Operação do Gaeco mira policiais suspeitos de envolvimento com tráfico e agiotagem em MS
Investigações apontam que agentes da segurança pública atuavam em parceria com criminosos e utilizavam a estrutura policial para favorecer atividades…
O Ministério Público de Mato Grosso do Sul, por meio do Grupo de Atuação Especial de Repressão ao Crime Organizado (Gaeco), realizou na manhã desta quinta-feira (28) uma operação para desarticular um suposto esquema criminoso envolvendo policiais militares ligados à 13ª Companhia Independente da Polícia Militar, em Ribas do Rio Pardo.
Batizada de “Operação Janus”, a ação teve como foco o cumprimento de mandados judiciais contra agentes investigados por participação em crimes relacionados ao tráfico de drogas, agiotagem e uso da função pública para beneficiar organizações criminosas.
As investigações tiveram início após denúncias encaminhadas à Promotoria de Justiça do município e avançaram ao longo de mais de um ano. Segundo o MPMS, as apurações revelaram que policiais teriam estabelecido relações com traficantes da região, oferecendo proteção para a comercialização de entorpecentes e facilitando a atuação dos grupos criminosos.

Ainda de acordo com os investigadores, parte das drogas revendidas pelos suspeitos seria proveniente de apreensões realizadas durante operações policiais. O esquema também envolveria divisão de lucros obtidos com a venda ilegal dos entorpecentes.
O inquérito aponta também que alguns dos envolvidos atuavam na cobrança de dívidas e empréstimos ilegais, utilizando ameaças e intimidação para pressionar devedores, aproveitando-se da condição de integrantes das forças de segurança.
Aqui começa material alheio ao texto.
//! CLI command definitions, routing, and tracing setup.

use std::path::{Path, PathBuf};

use clap::{Parser, Subcommand};
use color_eyre::eyre::Result;
use hotnews_core::{NewsService, ProgressReporter, TopNews, TopNewsRequest};
use hotnews_shared::{
    AppConfig, OutputFormat, init_config, init_config_at, load_config, load_config_from,
};
use hotnews_sources::SourceOutcome;
use indicatif::{ProgressBar, ProgressStyle};
use tracing::info;

// ---------------------------------------------------------------------------
// CLI structure
// ---------------------------------------------------------------------------

/// HotNews: today's top headlines, deduplicated and ranked.
#[derive(Parser)]
#[command(
    name = "hotnews",
    version,
    about = "Collect headlines from news feeds and hot pages, merge duplicates, and print the top N.",
    long_about = None,
)]
pub(crate) struct Cli {
    /// Log format: text (default) or json.
    #[arg(long, default_value = "text", global = true)]
    pub log_format: LogFormat,

    /// Verbosity level (-v, -vv).
    #[arg(short, long, action = clap::ArgAction::Count, global = true)]
    pub verbose: u8,

    /// Config file to use instead of ~/.hotnews/hotnews.toml.
    #[arg(long, global = true, env = "HOTNEWS_CONFIG")]
    pub config: Option<PathBuf>,

    #[command(subcommand)]
    pub command: Command,
}

/// Log output format.
#[derive(Clone, Debug, clap::ValueEnum)]
pub(crate) enum LogFormat {
    Text,
    Json,
}

/// Top-level CLI subcommands.
#[derive(Subcommand)]
pub(crate) enum Command {
    /// Fetch, rank, and print the top news.
    Top {
        /// Number of articles (1-20). Defaults to the configured count.
        #[arg(short = 'n', long)]
        count: Option<usize>,

        /// Output format: json or markdown. Defaults to the configured format.
        #[arg(short, long)]
        format: Option<OutputFormat>,
    },

    /// Fetch one raw sample from the first feed and the first hot page.
    Probe,

    /// Configuration management.
    Config {
        /// Config subcommand.
        #[command(subcommand)]
        action: ConfigAction,
    },
}

/// Config subcommands.
#[derive(Subcommand)]
pub(crate) enum ConfigAction {
    /// Initialize config file with defaults.
    Init,
    /// Show resolved configuration.
    Show,
}

// ---------------------------------------------------------------------------
// Tracing setup
// ---------------------------------------------------------------------------

/// Initialize tracing based on CLI flags. Logs go to stderr.
pub(crate) fn init_tracing(cli: &Cli) {
    use tracing_subscriber::{EnvFilter, fmt};

    let filter = match cli.verbose {
        0 => "hotnews=info",
        1 => "hotnews=debug",
        _ => "hotnews=trace",
    };

    let env_filter = EnvFilter::try_from_default_env()
        .unwrap_or_else(|_| EnvFilter::new(filter));

    match cli.log_format {
        LogFormat::Text => {
            fmt()
                .with_env_filter(env_filter)
                .with_target(false)
                .with_writer(std::io::stderr)
                .init();
        }
        LogFormat::Json => {
            fmt()
                .json()
                .with_env_filter(env_filter)
                .with_writer(std::io::stderr)
                .init();
        }
    }
}

// ---------------------------------------------------------------------------
// Command dispatch
// ---------------------------------------------------------------------------

/// Run the CLI command.
pub(crate) async fn run(cli: Cli) -> Result<()> {
    let config_path = cli.config.as_deref();
    match cli.command {
        Command::Top { count, format } => cmd_top(config_path, count, format).await,
        Command::Probe => cmd_probe(config_path).await,
        Command::Config { action } => match action {
            ConfigAction::Init => cmd_config_init(config_path),
            ConfigAction::Show => cmd_config_show(config_path),
        },
    }
}

/// Load the config from `--config` when given, else the default location.
fn resolve_config(path: Option<&Path>) -> Result<AppConfig> {
    let config = match path {
        Some(path) => load_config_from(path)?,
        None => load_config()?,
    };
    Ok(config)
}

// ---------------------------------------------------------------------------
// Command handlers
// ---------------------------------------------------------------------------

async fn cmd_top(
    config_path: Option<&Path>,
    count: Option<usize>,
    format: Option<OutputFormat>,
) -> Result<()> {
    let config = resolve_config(config_path)?;
    let request = TopNewsRequest::new(
        count.unwrap_or(config.defaults.count),
        format.unwrap_or(config.defaults.format),
    )?;
    let service = NewsService::new(config)?;

    info!(
        count = request.count(),
        format = %request.format(),
        sources = service.sources().len(),
        "collecting top news"
    );

    let reporter = CliProgress::new();
    let result = service.top_news(&request, &reporter).await;
    reporter.finish();

    match result? {
        TopNews::Document { markdown } => print!("{markdown}"),
        articles @ TopNews::Articles(_) => {
            println!("{}", serde_json::to_string_pretty(&articles)?)
        }
    }
    Ok(())
}

async fn cmd_probe(config_path: Option<&Path>) -> Result<()> {
    let service = NewsService::new(resolve_config(config_path)?)?;

    let reporter = CliProgress::new();
    let report = service.probe(&reporter).await;
    reporter.finish();

    println!("{}", serde_json::to_string_pretty(&report?)?);
    Ok(())
}

fn cmd_config_init(config_path: Option<&Path>) -> Result<()> {
    let path = match config_path {
        Some(path) => {
            init_config_at(path)?;
            path.to_path_buf()
        }
        None => init_config()?,
    };
    println!("Config initialized at: {}", path.display());
    Ok(())
}

fn cmd_config_show(config_path: Option<&Path>) -> Result<()> {
    let config = resolve_config(config_path)?;
    let toml_str = toml::to_string_pretty(&config)?;
    println!("{toml_str}");
    Ok(())
}

// ---------------------------------------------------------------------------
// CLI progress reporter
// ---------------------------------------------------------------------------

/// CLI progress reporter using an indicatif spinner on stderr.
struct CliProgress {
    spinner: ProgressBar,
}

impl CliProgress {
    fn new() -> Self {
        let spinner = ProgressBar::new_spinner();
        spinner.set_style(
            ProgressStyle::with_template("{spinner:.cyan} {msg}")
                .unwrap_or_else(|_| ProgressStyle::default_spinner())
                .tick_strings(&["⠋", "⠙", "⠹", "⠸", "⠼", "⠴", "⠦", "⠧", "⠇", "⠏"]),
        );
        spinner.enable_steady_tick(std::time::Duration::from_millis(80));
        Self { spinner }
    }

    fn finish(&self) {
        self.spinner.finish_and_clear();
    }
}

impl ProgressReporter for CliProgress {
    fn phase(&self, name: &str) {
        self.spinner.set_message(name.to_string());
    }

    fn source_done(&self, outcome: &SourceOutcome) {
        let line = match outcome {
            SourceOutcome::Fetched { source, articles } => {
                format!("{source}: {} articles", articles.len())
            }
            SourceOutcome::Failed { source, reason } => format!("{source}: failed ({reason})"),
        };
        self.spinner.set_message(line);
    }
}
Ao todo, foram expedidos quatro mandados de prisão preventiva e 11 mandados de busca e apreensão, cumpridos nas cidades de Campo Grande e Ribas do Rio Pardo. A operação contou com apoio da Corregedoria-Geral da Polícia Militar.
Segundo o Ministério Público, o nome “Janus” faz referência à figura mitológica romana representada por duas faces, simbolizando a dualidade entre a imagem pública dos investigados e as práticas criminosas atribuídas a eles nos bastidores.